Tipos de cristal para puertas correderas: Seguridad, aislamiento y estética comparados

En la decoración del hogar, son muchos los elementos que hacen que al final el resultado sea satisfactorio, funcional y acorde a los gustos estéticos de sus propietarios y a los metros disponibles.

Dentro del ámbito de la separación de espacios, las puertas correderas de cristal se consideran elementos especiales por el efecto global que producen ya que no ocupan lugar, dejan pasar la luz y cambian por completo la sensación de una estancia. Donde antes había un muro pesado, aparece una separación ligera que conecta ambientes sin mezclarlos del todo. Pero detrás de esa ligereza visual, hay que tener en cuenta que tipo de cristal elegir para que el resultado sea óptimo.

Cuando alguien se plantea instalar puertas correderas de cristal, suele pensar en el diseño, en la luz o en cómo quedará el conjunto. Sin embargo, el comportamiento del vidrio influye tanto en la seguridad como en el confort térmico y acústico del espacio.

Cristal templado, pensado para resistir el uso diario

El cristal templado es, probablemente, el más habitual en este tipo de puertas. Se trata de un vidrio tratado térmicamente para hacerlo mucho más resistente que uno convencional. Soporta mejor los golpes accidentales, los cambios de temperatura y el uso continuo, algo muy relevante en zonas de paso frecuente.

Tiene además una ventaja práctica muy valorado cuando hay niños en casa, y es que, si llega a romperse, se fragmenta en trozos pequeños y redondeados que reducen el riesgo de cortes importantes.

A nivel visual, es un cristal limpio, ligero, que favorece la sensación de continuidad entre estancias. Eso sí, cuando se instala en formato simple, su capacidad de aislamiento térmico y acústico es limitada.

Cristal laminado, un plus de seguridad y tranquilidad

El cristal laminado está formado por dos láminas de vidrio unidas por una capa interior plástica que cambia notablemente su comportamiento.
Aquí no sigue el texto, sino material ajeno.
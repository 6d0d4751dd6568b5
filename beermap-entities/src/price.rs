use std::{cmp::Ordering, fmt};

/// A currency-agnostic price figure.
#[derive(Debug, Default, Clone, Copy, PartialEq, PartialOrd)]
pub struct Price(f64);

impl Price {
    /// Total ordering for sorting, including non-finite values.
    pub fn total_cmp(&self, other: &Self) -> Ordering {
        self.0.total_cmp(&other.0)
    }
}

impl From<f64> for Price {
    fn from(from: f64) -> Self {
        Self(from)
    }
}

impl From<Price> for f64 {
    fn from(from: Price) -> Self {
        from.0
    }
}

impl fmt::Display for Price {
    fn fmt(&self, f: &mut fmt::Formatter) -> Result<(), fmt::Error> {
        write!(f, "{}", self.0)
    }
}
En caso de rotura, los fragmentos quedan adheridos a esa lámina, evitando que el hueco quede abierto. Esto aporta un nivel de seguridad adicional que resulta interesante tanto en viviendas como en oficinas.

Además, el laminado tiene un mejor rendimiento acústico que el templado simple. Ayuda a amortiguar el ruido y a crear ambientes más silenciosos, algo que se agradece cuando se busca separar un despacho del salón o una zona de descanso de un área más transitada.

También permite jugar con acabados mateados o translúcidos que aportan privacidad sin renunciar a la entrada de luz.

Doble acristalamiento, cuando el aislamiento importa

Hay situaciones en las que lo más importante, más allá de la resistencia o la seguridad, es el confort térmico. Es el caso de puertas correderas que conectan con el exterior o que separan espacios con diferencias de temperatura.

 

El doble acristalamiento está formado por dos vidrios separados por una cámara de aire o gas que actúa como barrera térmica. Este sistema reduce la pérdida de calor en invierno y limita la entrada de calor en verano, mejorando la eficiencia energética del conjunto.

También ayuda a reducir el ruido exterior, lo que se nota especialmente en viviendas ubicadas en calles transitadas o en oficinas que necesitan un ambiente más tranquilo.

Este tipo de cristal puede combinarse con templado o laminado, sumando ventajas en resistencia y seguridad.

 

Por último, cabe incidir en que el cristal forma parte del diseño del espacio y hay que considerar que no transmite lo mismo un vidrio completamente transparente que uno ácido, serigrafiado o con acabado opaco.

Los acabados influyen en la privacidad, en la cantidad de luz que entra y en la personalidad del ambiente. En viviendas modernas suele buscarse transparencia y luminosidad. En oficinas, en cambio, se valora más la posibilidad de separar visualmente sin cerrar por completo.

Entender las diferencias entre estos tipos de cristal ayuda a tomar decisiones más acertadas y a conseguir que la puerta corredera decorativa sin renunciar a la funcionalidad.